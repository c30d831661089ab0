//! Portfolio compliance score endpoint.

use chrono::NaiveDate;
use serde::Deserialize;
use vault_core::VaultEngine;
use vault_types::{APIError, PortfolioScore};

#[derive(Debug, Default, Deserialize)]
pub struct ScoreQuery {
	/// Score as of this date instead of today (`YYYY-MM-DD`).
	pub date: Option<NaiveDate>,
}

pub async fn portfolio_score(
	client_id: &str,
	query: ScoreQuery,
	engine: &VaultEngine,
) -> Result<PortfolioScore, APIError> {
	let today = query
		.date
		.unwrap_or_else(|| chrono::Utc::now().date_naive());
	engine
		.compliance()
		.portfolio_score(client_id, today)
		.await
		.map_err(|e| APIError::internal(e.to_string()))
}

--------------------------------------------------

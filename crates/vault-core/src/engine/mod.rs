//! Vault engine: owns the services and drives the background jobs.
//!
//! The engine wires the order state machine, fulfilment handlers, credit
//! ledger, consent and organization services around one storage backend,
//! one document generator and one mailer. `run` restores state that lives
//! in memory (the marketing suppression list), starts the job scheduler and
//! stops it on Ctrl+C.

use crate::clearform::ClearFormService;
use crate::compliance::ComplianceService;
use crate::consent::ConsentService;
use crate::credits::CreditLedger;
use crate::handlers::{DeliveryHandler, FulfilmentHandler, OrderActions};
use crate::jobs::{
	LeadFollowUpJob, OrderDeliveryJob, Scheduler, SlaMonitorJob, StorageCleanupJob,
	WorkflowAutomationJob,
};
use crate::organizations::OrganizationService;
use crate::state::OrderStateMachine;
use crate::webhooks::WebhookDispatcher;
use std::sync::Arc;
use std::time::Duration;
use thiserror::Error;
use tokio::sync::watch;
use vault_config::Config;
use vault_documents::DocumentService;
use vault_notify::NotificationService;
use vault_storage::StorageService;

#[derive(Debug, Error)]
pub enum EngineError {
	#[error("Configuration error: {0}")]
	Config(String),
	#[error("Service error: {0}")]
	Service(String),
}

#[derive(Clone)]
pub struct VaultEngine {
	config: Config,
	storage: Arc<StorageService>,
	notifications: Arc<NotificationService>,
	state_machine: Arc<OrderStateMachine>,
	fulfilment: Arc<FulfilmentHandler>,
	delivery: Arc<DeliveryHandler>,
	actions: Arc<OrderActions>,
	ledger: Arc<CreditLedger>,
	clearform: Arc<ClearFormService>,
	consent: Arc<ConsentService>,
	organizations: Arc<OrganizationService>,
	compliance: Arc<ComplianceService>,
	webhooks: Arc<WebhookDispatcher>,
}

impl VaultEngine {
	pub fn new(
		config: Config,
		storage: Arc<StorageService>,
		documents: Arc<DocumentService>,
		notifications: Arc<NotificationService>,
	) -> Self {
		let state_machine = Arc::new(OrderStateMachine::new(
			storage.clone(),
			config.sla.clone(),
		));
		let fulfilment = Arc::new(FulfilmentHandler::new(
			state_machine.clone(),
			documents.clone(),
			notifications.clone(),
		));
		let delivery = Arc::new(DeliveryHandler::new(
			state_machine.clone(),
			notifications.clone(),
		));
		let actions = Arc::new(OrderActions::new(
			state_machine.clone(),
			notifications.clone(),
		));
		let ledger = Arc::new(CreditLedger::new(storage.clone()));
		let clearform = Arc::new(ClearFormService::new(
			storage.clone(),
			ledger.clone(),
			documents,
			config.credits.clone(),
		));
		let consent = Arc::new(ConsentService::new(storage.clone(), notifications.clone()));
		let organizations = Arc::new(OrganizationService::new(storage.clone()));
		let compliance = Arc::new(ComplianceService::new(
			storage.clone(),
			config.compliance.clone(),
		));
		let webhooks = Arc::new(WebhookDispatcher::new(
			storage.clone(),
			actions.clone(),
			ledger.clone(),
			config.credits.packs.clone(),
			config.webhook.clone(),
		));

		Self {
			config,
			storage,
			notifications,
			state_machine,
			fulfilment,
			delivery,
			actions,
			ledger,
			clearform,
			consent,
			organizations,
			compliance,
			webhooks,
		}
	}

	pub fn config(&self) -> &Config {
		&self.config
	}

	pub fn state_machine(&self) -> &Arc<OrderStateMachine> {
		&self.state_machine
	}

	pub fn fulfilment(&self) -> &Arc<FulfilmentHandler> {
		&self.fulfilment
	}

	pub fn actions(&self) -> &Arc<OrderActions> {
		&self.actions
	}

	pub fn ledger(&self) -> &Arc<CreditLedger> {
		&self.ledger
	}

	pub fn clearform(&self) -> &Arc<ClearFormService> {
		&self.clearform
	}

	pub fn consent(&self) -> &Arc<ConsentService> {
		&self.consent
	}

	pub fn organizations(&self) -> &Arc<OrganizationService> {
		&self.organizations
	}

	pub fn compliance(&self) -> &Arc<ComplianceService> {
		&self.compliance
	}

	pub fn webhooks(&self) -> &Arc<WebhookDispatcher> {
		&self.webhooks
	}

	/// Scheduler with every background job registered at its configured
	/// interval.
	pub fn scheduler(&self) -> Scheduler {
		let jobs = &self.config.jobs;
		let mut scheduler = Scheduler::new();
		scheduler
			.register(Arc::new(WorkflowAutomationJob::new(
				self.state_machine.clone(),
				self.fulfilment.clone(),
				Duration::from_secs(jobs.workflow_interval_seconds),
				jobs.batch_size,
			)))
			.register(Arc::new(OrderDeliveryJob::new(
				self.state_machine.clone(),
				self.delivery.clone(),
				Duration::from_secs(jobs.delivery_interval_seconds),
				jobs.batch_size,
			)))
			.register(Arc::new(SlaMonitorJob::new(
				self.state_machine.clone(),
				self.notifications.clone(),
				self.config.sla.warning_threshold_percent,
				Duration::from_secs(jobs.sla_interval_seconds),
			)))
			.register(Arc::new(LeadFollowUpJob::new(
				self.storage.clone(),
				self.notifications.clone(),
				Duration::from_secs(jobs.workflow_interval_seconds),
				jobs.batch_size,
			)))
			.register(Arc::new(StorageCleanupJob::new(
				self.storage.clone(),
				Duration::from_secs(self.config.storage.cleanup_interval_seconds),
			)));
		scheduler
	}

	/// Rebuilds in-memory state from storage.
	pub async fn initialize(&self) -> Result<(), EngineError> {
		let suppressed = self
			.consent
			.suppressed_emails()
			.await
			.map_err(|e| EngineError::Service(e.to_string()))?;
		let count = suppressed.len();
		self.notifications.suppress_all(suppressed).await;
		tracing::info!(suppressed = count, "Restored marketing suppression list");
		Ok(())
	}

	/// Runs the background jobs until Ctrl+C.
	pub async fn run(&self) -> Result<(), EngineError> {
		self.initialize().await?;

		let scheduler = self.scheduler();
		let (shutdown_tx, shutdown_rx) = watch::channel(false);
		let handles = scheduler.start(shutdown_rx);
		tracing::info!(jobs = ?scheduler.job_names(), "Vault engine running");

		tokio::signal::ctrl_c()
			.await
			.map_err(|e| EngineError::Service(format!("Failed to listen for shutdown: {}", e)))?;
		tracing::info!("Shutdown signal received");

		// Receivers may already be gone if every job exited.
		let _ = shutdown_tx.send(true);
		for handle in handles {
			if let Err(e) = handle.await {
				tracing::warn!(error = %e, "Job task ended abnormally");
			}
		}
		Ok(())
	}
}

--------------------------------------------------

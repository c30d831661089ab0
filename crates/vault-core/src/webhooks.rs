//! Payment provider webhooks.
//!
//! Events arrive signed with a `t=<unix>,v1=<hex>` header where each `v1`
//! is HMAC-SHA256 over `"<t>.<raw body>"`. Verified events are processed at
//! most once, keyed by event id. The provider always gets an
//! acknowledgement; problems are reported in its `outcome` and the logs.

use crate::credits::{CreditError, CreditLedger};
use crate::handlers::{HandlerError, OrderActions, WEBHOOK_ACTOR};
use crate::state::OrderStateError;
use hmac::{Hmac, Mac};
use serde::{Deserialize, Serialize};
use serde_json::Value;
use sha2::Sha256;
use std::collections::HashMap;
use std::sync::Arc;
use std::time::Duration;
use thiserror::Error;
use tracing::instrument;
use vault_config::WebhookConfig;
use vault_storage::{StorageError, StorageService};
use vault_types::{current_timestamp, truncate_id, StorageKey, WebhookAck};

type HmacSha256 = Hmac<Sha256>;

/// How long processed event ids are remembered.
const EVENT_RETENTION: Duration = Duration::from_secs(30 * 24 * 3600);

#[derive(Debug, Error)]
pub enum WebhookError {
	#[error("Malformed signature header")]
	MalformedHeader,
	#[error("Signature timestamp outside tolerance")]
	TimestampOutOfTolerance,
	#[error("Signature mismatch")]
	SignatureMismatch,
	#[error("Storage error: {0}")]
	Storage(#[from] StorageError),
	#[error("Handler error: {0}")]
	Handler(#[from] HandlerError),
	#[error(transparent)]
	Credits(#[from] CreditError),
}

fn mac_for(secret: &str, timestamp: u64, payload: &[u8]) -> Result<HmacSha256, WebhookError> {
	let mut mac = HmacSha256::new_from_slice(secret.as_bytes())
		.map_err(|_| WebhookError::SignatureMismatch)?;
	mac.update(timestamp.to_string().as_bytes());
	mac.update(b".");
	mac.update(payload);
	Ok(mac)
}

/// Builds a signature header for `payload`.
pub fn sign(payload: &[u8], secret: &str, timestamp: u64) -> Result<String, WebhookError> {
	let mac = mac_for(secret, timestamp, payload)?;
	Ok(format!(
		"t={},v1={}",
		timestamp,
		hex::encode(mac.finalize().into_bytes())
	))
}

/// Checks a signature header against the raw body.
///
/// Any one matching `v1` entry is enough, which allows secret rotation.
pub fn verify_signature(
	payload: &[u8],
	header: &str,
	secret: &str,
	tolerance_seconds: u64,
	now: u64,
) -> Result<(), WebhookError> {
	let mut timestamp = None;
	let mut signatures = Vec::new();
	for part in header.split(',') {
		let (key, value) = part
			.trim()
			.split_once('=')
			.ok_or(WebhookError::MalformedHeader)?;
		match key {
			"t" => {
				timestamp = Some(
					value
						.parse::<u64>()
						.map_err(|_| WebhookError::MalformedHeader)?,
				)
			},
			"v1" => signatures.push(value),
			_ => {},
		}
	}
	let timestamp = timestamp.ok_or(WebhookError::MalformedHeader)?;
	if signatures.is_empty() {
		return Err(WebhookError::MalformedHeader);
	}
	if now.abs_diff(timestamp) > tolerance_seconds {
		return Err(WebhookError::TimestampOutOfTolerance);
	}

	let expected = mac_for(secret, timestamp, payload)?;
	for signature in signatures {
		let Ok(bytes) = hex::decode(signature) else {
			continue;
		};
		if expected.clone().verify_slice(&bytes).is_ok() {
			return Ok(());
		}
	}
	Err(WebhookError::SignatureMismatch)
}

--------------------------------------------------

» **PROMPT**
Some lines in the data above hold the string "organizations". Find and copy each of them.

» **OUTPUT OF THE EXERCISE**
use crate::organizations::OrganizationService;
	organizations: Arc<OrganizationService>,
		let organizations = Arc::new(OrganizationService::new(storage.clone()));
			organizations,
	pub fn organizations(&self) -> &Arc<OrganizationService> {
		&self.organizations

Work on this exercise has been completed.